**To do**: In the listing below, find every line with the string "rows" and pull it out.

**Input data**:
mod config;
mod graphql;
mod http;

use std::{path::PathBuf, sync::Arc};

use anyhow::{Context, Result};
use clap::{Args, Parser, Subcommand};
use migration::{Migrator, MigratorTrait};
use platform_db::{DatabaseSettings, DbEmployeeStore, DbPool, connect};
use platform_obs::{ObsConfig, init_tracing};
use tracing::info;

use crate::{
    config::AppConfig,
    graphql::StoreHandle,
    http::{AppState, ServeConfig},
};

#[derive(Parser, Debug)]
#[command(name = "employee-server", version, about = "Employee records service")]
struct Cli {
    #[command(subcommand)]
    command: Command,
}

#[derive(Subcommand, Debug)]
enum Command {
    /// Start the HTTP + GraphQL server.
    Serve(ServeCommand),
    /// Run database migrations.
    #[command(subcommand)]
    Migrate(MigrateCommand),
    /// Insert a few demo employees.
    Seed,
    /// Print the GraphQL schema.
    #[command(name = "schema:print")]
    SchemaPrint {
        #[arg(long, value_name = "FILE", help = "Destination file path (stdout when omitted)")]
        output: Option<PathBuf>,
    },
}

#[derive(Subcommand, Debug)]
enum MigrateCommand {
    /// Apply pending migrations.
    Up,
    /// Rollback the most recent migration.
    Down,
    /// List migrations that have not been applied.
    Status,
}

#[derive(Args, Debug)]
struct ServeCommand {
    #[arg(long, env = "HOST", default_value = "0.0.0.0")]
    host: std::net::IpAddr,
    #[arg(long, env = "PORT", default_value_t = 8080)]
    port: u16,
    #[arg(long, help = "Allow starting even when migrations are pending")]
    allow_dirty: bool,
}

impl From<&ServeCommand> for ServeConfig {
    fn from(value: &ServeCommand) -> Self {
        ServeConfig::new(value.host, value.port)
    }
}

#[tokio::main]
async fn main() -> Result<()> {
    dotenvy::dotenv().ok();
    init_tracing(ObsConfig::from_env())?;
    let cli = Cli::parse();
    match cli.command {
        Command::Serve(cmd) => run_server(cmd, Arc::new(AppConfig::load()?)).await,
        Command::Migrate(action) => match action {
            MigrateCommand::Up => migrate_up().await,
            MigrateCommand::Down => migrate_down().await,
            MigrateCommand::Status => migrate_status().await,
        },
        Command::Seed => run_seed().await,
        Command::SchemaPrint { output } => schema_print(output),
    }
}

async fn setup_pool() -> Result<DbPool> {
    let settings = DatabaseSettings::from_env();
    connect(&settings)
        .await
        .context("failed to open database pool")
}

async fn run_server(cmd: ServeCommand, config: Arc<AppConfig>) -> Result<()> {
    let pool = setup_pool().await?;
    ensure_migrations(&pool, cmd.allow_dirty).await?;
    let store: StoreHandle = Arc::new(DbEmployeeStore::new(pool));
    let state = AppState {
        schema: graphql::build_schema(store.clone()),
        store,
        config,
    };
    http::serve((&cmd).into(), state).await
}

async fn ensure_migrations(pool: &DbPool, allow_dirty: bool) -> Result<()> {
    let pending = Migrator::get_pending_migrations(pool).await?;
    if !pending.is_empty() && !allow_dirty {
        anyhow::bail!(
            "{} pending migration(s) detected; run `employee-server migrate up` or pass --allow-dirty",
            pending.len()
        );
    }
    Ok(())
}

async fn migrate_up() -> Result<()> {
    let pool = setup_pool().await?;
    Migrator::up(&pool, None).await?;
    info!("database migrations applied");
    Ok(())
}

async fn migrate_down() -> Result<()> {
    let pool = setup_pool().await?;
    Migrator::down(&pool, Some(1)).await?;
    info!("most recent migration rolled back");
    Ok(())
}

async fn migrate_status() -> Result<()> {
    let pool = setup_pool().await?;
    let pending = Migrator::get_pending_migrations(&pool).await?;
    if pending.is_empty() {
        info!("database schema is up to date");
    }
    for migration in pending {
        info!(name = migration.name(), "pending migration");
    }
    Ok(())
}

async fn run_seed() -> Result<()> {
    let pool = setup_pool().await?;
    ensure_migrations(&pool, false).await?;
    let store = DbEmployeeStore::new(pool);
    for fixture in products_hr::demo_employees() {
        let created = products_hr::create_employee(&store, fixture).await?;
        info!(id = created.id, name = %created.employee_name, "seeded employee");
    }
    Ok(())
}

fn schema_print(path: Option<PathBuf>) -> Result<()> {
    let store: StoreHandle = Arc::new(products_hr::MemoryEmployeeStore::default());
    let sdl = graphql::build_schema(store).sdl();
    match path {
        Some(target) => {
            std::fs::write(&target, sdl)
                .with_context(|| format!("failed to write {}", target.display()))?;
            info!(path = %target.display(), "schema written");
        }
        None => println!("{sdl}"),
    }
    Ok(())
}

#[cfg(test)]
mod tests {
    use super::*;
    use clap::CommandFactory;

    #[test]
    fn cli_definition_is_consistent() {
        Cli::command().debug_assert();
    }

    #[test]
    fn serve_flags_parse() {
        let cli = Cli::try_parse_from([
            "employee-server",
            "serve",
            "--host",
            "127.0.0.1",
            "--port",
            "9000",
            "--allow-dirty",
        ])
        .unwrap();
        let Command::Serve(cmd) = cli.command else {
            panic!("expected serve");
        };
        assert_eq!(cmd.port, 9000);
        assert!(cmd.allow_dirty);
    }

    #[test]
    fn migrate_status_is_a_subcommand() {
        let cli = Cli::try_parse_from(["employee-server", "migrate", "status"]).unwrap();
        assert!(matches!(cli.command, Command::Migrate(MigrateCommand::Status)));
    }

    #[tokio::test]
    async fn pending_migrations_block_startup_unless_allowed() {
        let pool = sea_orm::Database::connect("sqlite::memory:").await.unwrap();
        assert!(ensure_migrations(&pool, false).await.is_err());
        ensure_migrations(&pool, true).await.unwrap();
        Migrator::up(&pool, None).await.unwrap();
        ensure_migrations(&pool, false).await.unwrap();
    }
}
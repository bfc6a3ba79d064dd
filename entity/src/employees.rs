use sea_orm::prelude::{DateTimeWithTimeZone, Decimal, *};
use serde::{Deserialize, Serialize};

/// One persisted employee row. All four payload columns are `NOT NULL`;
/// defaults are resolved before insert.
#[derive(Clone, Debug, PartialEq, Eq, DeriveEntityModel, Serialize, Deserialize)]
#[sea_orm(table_name = "employees")]
pub struct Model {
    #[sea_orm(primary_key)]
    pub id: i64,
    pub employee_name: String,
    #[sea_orm(column_type = "Decimal(Some((12, 2)))")]
    #[serde(with = "rust_decimal::serde::float")]
    pub employee_salary: Decimal,
    pub employee_rate: i32,
    pub employee_field: String,
    pub created_at: DateTimeWithTimeZone,
    pub updated_at: DateTimeWithTimeZone,
}

#[derive(Copy, Clone, Debug, EnumIter, DeriveRelation)]
pub enum Relation {}

impl ActiveModelBehavior for ActiveModel {}
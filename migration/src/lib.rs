pub use sea_orm_migration::prelude::*;

mod m20240101_000001_employees;

pub struct Migrator;

#[async_trait::async_trait]
impl MigratorTrait for Migrator {
    fn migrations() -> Vec<Box<dyn MigrationTrait>> {
        vec![Box::new(m20240101_000001_employees::Migration)]
    }
}

#[cfg(test)]
mod tests {
    use super::*;
    use sea_orm_migration::sea_orm::Database;

    #[tokio::test]
    async fn up_then_down_leaves_no_pending_migrations_behind() {
        let db = Database::connect("sqlite::memory:").await.unwrap();

        assert_eq!(Migrator::get_pending_migrations(&db).await.unwrap().len(), 1);
        Migrator::up(&db, None).await.unwrap();
        assert!(Migrator::get_pending_migrations(&db).await.unwrap().is_empty());
        assert!(db_has_table(&db).await);

        Migrator::down(&db, Some(1)).await.unwrap();
        assert!(!db_has_table(&db).await);
    }

    async fn db_has_table(db: &sea_orm_migration::sea_orm::DatabaseConnection) -> bool {
        let manager = SchemaManager::new(db);
        manager.has_table("employees").await.unwrap()
    }
}
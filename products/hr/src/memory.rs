use std::sync::{Mutex, PoisonError};

use async_trait::async_trait;
use chrono::Utc;
use platform_db::{DbResult, EmployeeStore, NewEmployee};

use crate::Employee;

/// In-process store. Ids are sequential starting at 1.
#[derive(Debug, Default)]
pub struct MemoryEmployeeStore {
    rows: Mutex<Vec<Employee>>,
}

impl MemoryEmployeeStore {
    pub fn len(&self) -> usize {
        self.rows.lock().unwrap_or_else(PoisonError::into_inner).len()
    }

    pub fn is_empty(&self) -> bool {
        self.len() == 0
    }
}

#[async_trait]
impl EmployeeStore for MemoryEmployeeStore {
    async fn insert(&self, employee: NewEmployee) -> DbResult<Employee> {
        let mut rows = self.rows.lock().unwrap_or_else(PoisonError::into_inner);
        let now = Utc::now().fixed_offset();
        let id = rows.last().map_or(1, |last| last.id + 1);
        let row = Employee {
            id,
            employee_name: employee.name,
            employee_salary: employee.salary,
            employee_rate: employee.rate,
            employee_field: employee.field,
            created_at: now,
            updated_at: now,
        };
        rows.push(row.clone());
        Ok(row)
    }

    async fn list_all(&self) -> DbResult<Vec<Employee>> {
        Ok(self.rows.lock().unwrap_or_else(PoisonError::into_inner).clone())
    }
}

**Result of the exercise**:
    rows: Mutex<Vec<Employee>>,
        self.rows.lock().unwrap_or_else(PoisonError::into_inner).len()
        let mut rows = self.rows.lock().unwrap_or_else(PoisonError::into_inner);
        let id = rows.last().map_or(1, |last| last.id + 1);
        rows.push(row.clone());
        Ok(self.rows.lock().unwrap_or_else(PoisonError::into_inner).clone())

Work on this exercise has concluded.